There is condescension even to so small a point seemingly as to tell him not to be a water-drinker. It would seem that Timothy's scrupulous conscience felt the dreadful habits of those times and lands so as to bring him into bondage but the apostle, not in a mere private note, but in the body of the inspired letter itself, sets aside his scruples, and bids him "use a little wine for thy stomach's sake and thine often infirmities." I am aware that men have cavilled at this, yielding to their own thoughts of what they deem fit subjects for the pen of inspiration; but if we exclude anything whatever from the range of the Spirit of God, we make it to be merely a question of the will of man. And what must issue from this? There is nothing either too great or too little for the Holy Spirit. Is there anything that may not, that ought not, to be a question of doing God's will? Thus, if a person takes wine, or anything else, except to please God, and is not in danger on the score of morality, certainly he has lost all adequate sense of his own place as a witness of the glory of God. How happy ought we to be that God gives us perfect liberty! only let us see to it that we use it solely for His praise.

In the last chapter (1 Timothy 6:1-21) comes the question of servants and their masters, which also it was important to regulate; for we all know that a servant might turn to a selfish account that his master and himself were brethren in Christ. It is all very well for the master to say so; and certainly he should never act without bearing in mind his own spiritual relationship to his servant; but I do not think it becomes a servant to say "brother" to his master. My business is to know him as my master. No doubt it would be grace on his part to own me as his brother. Everything therefore where grace is at work will be found to have its blessed place. Whoever thought differently (and such have never been wanting) was puffed up, and could only suggest evil.

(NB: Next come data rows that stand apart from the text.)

//! SDL2 window and texture presentation.
//!
//! The rasterizer knows nothing about windows; this module owns the SDL
//! plumbing that copies a finished framebuffer to the screen once per frame.

use anyhow::{anyhow, Result};
use sdl2::event::{Event, WindowEvent};
use sdl2::keyboard::Keycode;
use sdl2::pixels::PixelFormatEnum;
use sdl2::render::{Canvas, Texture, TextureCreator};
use sdl2::video::{Window, WindowContext};
use sdl2::EventPump;

use crate::framebuffer::Framebuffer;

pub struct Display {
    canvas: Canvas<Window>,
    event_pump: EventPump,
    width: i32,
    height: i32,
}

pub struct RenderTarget<'a> {
    texture: Texture<'a>,
}

#[derive(Debug, Clone, Copy)]
pub enum InputEvent {
    Quit,
    KeyDown(Keycode),
    /// Window resized to the given pixel dimensions
    Resized(i32, i32),
}

impl Display {
    /// Create a window-backed display with configurable VSync
    pub fn with_options(
        title: &str,
        width: i32,
        height: i32,
        vsync: bool,
    ) -> Result<(Self, TextureCreator<WindowContext>)> {
        let sdl_context = sdl2::init().map_err(|e| anyhow!("SDL init: {e}"))?;
        let video_subsystem = sdl_context.video().map_err(|e| anyhow!("SDL video: {e}"))?;

        let window = video_subsystem
            .window(title, width as u32, height as u32)
            .position_centered()
            .resizable()
            .build()?;

        let mut canvas_builder = window.into_canvas().accelerated();
        if vsync {
            canvas_builder = canvas_builder.present_vsync();
        }
        let canvas = canvas_builder.build()?;

        let texture_creator = canvas.texture_creator();
        let event_pump = sdl_context
            .event_pump()
            .map_err(|e| anyhow!("SDL event pump: {e}"))?;

        Ok((
            Self {
                canvas,
                event_pump,
                width,
                height,
            },
            texture_creator,
        ))
    }

    pub fn width(&self) -> i32 {
        self.width
    }

    pub fn height(&self) -> i32 {
        self.height
    }

    /// Upload the framebuffer's packed pixels and present them.
    /// Must only run after the frame's draw calls have all completed.
    pub fn present(&mut self, target: &mut RenderTarget, framebuffer: &Framebuffer) -> Result<()> {
        target
            .texture
            .update(None, framebuffer.as_bytes(), framebuffer.pitch())?;

        self.canvas
            .copy(&target.texture, None, None)
            .map_err(|e| anyhow!("canvas copy: {e}"))?;
        self.canvas.present();
        Ok(())
    }

    pub fn poll_events(&mut self) -> Vec<InputEvent> {
        let mut events = Vec::new();

        for event in self.event_pump.poll_iter() {
            match event {
                Event::Quit { .. } => events.push(InputEvent::Quit),
                Event::KeyDown {
                    keycode: Some(k), ..
                } => events.push(InputEvent::KeyDown(k)),
                Event::Window {
                    win_event: WindowEvent::SizeChanged(w, h),
                    ..
                } => {
                    self.width = w;
                    self.height = h;
                    events.push(InputEvent::Resized(w, h));
                },
                _ => {},
            }
        }

        events
    }
}

impl<'a> RenderTarget<'a> {
    /// Streaming texture matching the framebuffer's packed RGBA8888 layout
    pub fn with_size(
        texture_creator: &'a TextureCreator<WindowContext>,
        width: i32,
        height: i32,
    ) -> Result<Self> {
        let texture = texture_creator.create_texture_streaming(
            PixelFormatEnum::RGBA8888,
            width as u32,
            height as u32,
        )?;
        Ok(Self { texture })
    }
}
//! World-space and pixel-space vectors plus the primitive descriptors the
//! draw API consumes.
//!
//! World coordinates are floating-point simulation units; pixel coordinates
//! are integer framebuffer indices. The two spaces only meet in the
//! coordinate transform pipeline (`raster::to_pixel`), never by casting.

use crate::color::Color;

/// Two-component vector, generic over the coordinate scalar
#[derive(Debug, Clone, Copy, PartialEq)]
pub struct Vec2<T> {
    pub x: T,
    pub y: T,
}

impl<T> Vec2<T> {
    #[inline]
    pub const fn new(x: T, y: T) -> Self {
        Self { x, y }
    }
}

/// Floating-point world-space position
pub type WorldVec = Vec2<f32>;

/// Integer pixel-space position
pub type PixelVec = Vec2<i32>;

// ============================================================================
// Primitive Descriptors
// ============================================================================
// Pure value structs built per draw call and never retained. Vertices,
// centers and radii are world-space.

#[derive(Debug, Clone, Copy)]
pub struct Line {
    pub start: WorldVec,
    pub end: WorldVec,
    pub color: Color,
}

#[derive(Debug, Clone, Copy)]
pub struct Triangle {
    pub vertices: [WorldVec; 3],
    pub color: Color,
}

#[derive(Debug, Clone, Copy)]
pub struct Circle {
    pub center: WorldVec,
    pub radius: f32,
    pub color: Color,
}

/// Axis-aligned rectangle; `position` is the bottom-left corner in world
/// space, `width`/`height` extend toward +x/+y.
#[derive(Debug, Clone, Copy)]
pub struct Quad {
    pub position: WorldVec,
    pub width: f32,
    pub height: f32,
    pub color: Color,
}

Then he touches on the value of piety with a contented mind in contrast with the love of money, and its various snares in this age as in all that are past. These things will be found dealt with successively, until at last the apostle calls on the man of God to flee these things himself, and to pursue the path of righteousness, etc., as well as strive in the good combat of faith; otherwise a man of God was in no degree free from danger. He was to lay hold of eternal life, to which he had been called, and had confessed the good confession before many witnesses, and this in view of the great event which will display our fidelity or the lack of it the appearing of our Lord Jesus Christ, which in its own time the blessed and only Potentate shall show. At the same time he calls on him to charge them that are rich neither to be high-minded nor rely on aught so uncertain. What would give weight to the charge? That he was above such desires himself, trusting in the living God, who affords us all things richly for enjoyment. Let them be rich in good works, liberal in distributing, ready to communicate, laying up for themselves a good foundation for the future, that they may lay hold of what is really life. "O Timothy, keep that which is committed to thy trust, avoiding profane and vain babblings, and oppositions of false-named knowledge, which some professing have erred concerning the faith. Grace be with thee."